During the Second World War, Blunt served also in the Duke of Cornwall's Light Infantry. After an appointment as adjutant of the British Army garrison in Dieppe, Blunt left the army in 1946 and joined the Allied Control Commission in Germany, then was an inspector at Bletchley Park. He briefly worked as an export manager of the Midland Metal Spinning Company in Wolverhampton but in 1949 returned to the army on a short-service commission in the Royal Electrical and Mechanical Engineers. As he was unable to advance without a university degree, Blunt transferred back to the Royal Army Service Corps in 1951 on a regular commission. He passed the Staff College, Camberley, in 1957, which opened up his career path as an officer.

In 1959, Blunt saved a driver whose lorry, carrying a load of petrol, crashed near Bielefeld, Germany. While the injured driver was trapped in the cab, Blunt—with disregard for his own safety—climbed into the cab and applied a tourniquet to the driver's badly injured leg and administered morphine. Despite the risk of fire, Blunt stayed with the injured and frightened man for an hour, until he was cut from the vehicle. He was awarded the George Medal for his courage and humanitarian action.

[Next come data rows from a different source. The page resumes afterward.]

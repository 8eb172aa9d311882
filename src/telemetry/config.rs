use std::sync::OnceLock;

static JSON_MODE: OnceLock<bool> = OnceLock::new();

/// `--json`: emit one result envelope on stdout per command.
pub fn set_json_mode(v: bool) {
    let _ = JSON_MODE.set(v);
}

pub fn json_mode() -> bool {
    *JSON_MODE.get().unwrap_or(&false)
}

pub fn logs_are_json() -> bool {
    matches!(std::env::var("SUBSYNC_LOG_FORMAT").as_deref(), Ok("json"))
}

/// Initialize tracing/logging according to RUST_LOG and SUBSYNC_LOG_FORMAT.
/// - Defaults to `info` if `RUST_LOG` is unset
/// - Supports `SUBSYNC_LOG_FORMAT=json` for JSON logs (stderr)
pub fn init_tracing() {
    use tracing_subscriber::{fmt, EnvFilter};
    use tracing_subscriber::prelude::*; // for .with()

    let filter = EnvFilter::try_from_default_env()
        .unwrap_or_else(|_| EnvFilter::new("info"));

    let fmt_layer = fmt::layer().with_target(false).with_writer(std::io::stderr);
    let builder = tracing_subscriber::registry().with(filter);

    if logs_are_json() {
        let _ = builder.with(fmt_layer.json().flatten_event(true)).try_init();
    } else {
        // human-friendly compact text
        let _ = builder.with(fmt_layer.compact()).try_init();
    }
}
use base64::alphabet;
use base64::engine::general_purpose::{GeneralPurpose, GeneralPurposeConfig, URL_SAFE_NO_PAD};
use base64::engine::DecodePaddingMode;
use base64::Engine;

use crate::error::SyncError;

// Subscription hosts emit URL-safe base64 with or without padding.
const URL_SAFE_LENIENT: GeneralPurpose = GeneralPurpose::new(
    &alphabet::URL_SAFE,
    GeneralPurposeConfig::new()
        .with_decode_padding_mode(DecodePaddingMode::Indifferent)
        .with_decode_allow_trailing_bits(true),
);

/// Decode URL-safe base64 into UTF-8 text, ignoring embedded whitespace.
pub fn decode_text(input: &str) -> Result<String, SyncError> {
    let compact: String = input.chars().filter(|c| !c.is_ascii_whitespace()).collect();
    let bytes = URL_SAFE_LENIENT.decode(compact.as_bytes())?;
    Ok(String::from_utf8(bytes)?)
}

pub fn encode_text(input: &str) -> String {
    URL_SAFE_NO_PAD.encode(input.as_bytes())
}

#[cfg(test)]
mod tests {
    use super::*;

    #[test]
    fn accepts_padded_and_unpadded_input() {
        assert_eq!(decode_text("aGk=").unwrap(), "hi");
        assert_eq!(decode_text("aGk").unwrap(), "hi");
    }

    #[test]
    fn ignores_line_wrapping() {
        let wrapped = "c3Vic2Nya\nXB0aW9u\r\n";
        assert_eq!(decode_text(wrapped).unwrap(), "subscription");
    }

    #[test]
    fn rejects_standard_alphabet_symbols() {
        assert!(matches!(decode_text("a+b/"), Err(SyncError::Decode(_))));
    }
}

Blunt passed the Joint Services Staff College in 1963, and then in 1965 was sent to command 26 (Heavy Ferry) Bridging Regiment and, by some accounts, to resolve a mutiny. Later that year the unit became 26 Regiment, Royal Corps of Transport. In 1968 he was appointed General Staff Officer 1 for Defence Plans, Far East Land Forces, and from 1970 to 1972 commanded the Royal Corps of Transport 1st Corps, before being seconded to the Royal College of Defence Studies in 1972.

After service as Deputy Transport Officer-in-Chief for the Army, Blunt became Transport Officer-in-Chief in 1973, then was Assistant Chief of Personnel and Logistics (Army) at the Ministry of Defence in 1977–78 and Assistant Chief of Defence Staff (Personnel and Logistics), 1978–79, when he retired the service, while continuing in the ceremonial role of Colonel Commandant of the Royal Corps of Transport (1974–1989).

==Corporate career==
Entering the world of business, Blunt was managing director of Earls Court Ltd., 1979–80, Angex-Watson, 1980–83, and Market Sensors, 1980–88. He was Chairman of Angex Ltd., 1988–90, and of Argus Shield Ltd., 1988–89. He was also a director of Associated Newspapers.

Blunt was a special Commissioner of the Royal Hospital, Chelsea, from 1979 to 1985, and a liveryman of the Worshipful Company of Carmen from 1973. His address at the time of his death was Harefield House, Ramsbury, in Wiltshire.

==Family==
In 1949, Blunt married Adrienne, the daughter of Major-General T. W. Richardson, and they had three sons, including Oliver Blunt KC, and Crispin Blunt, Conservative Member of Parliament for Reigate. His grandchildren include the actress Emily Blunt.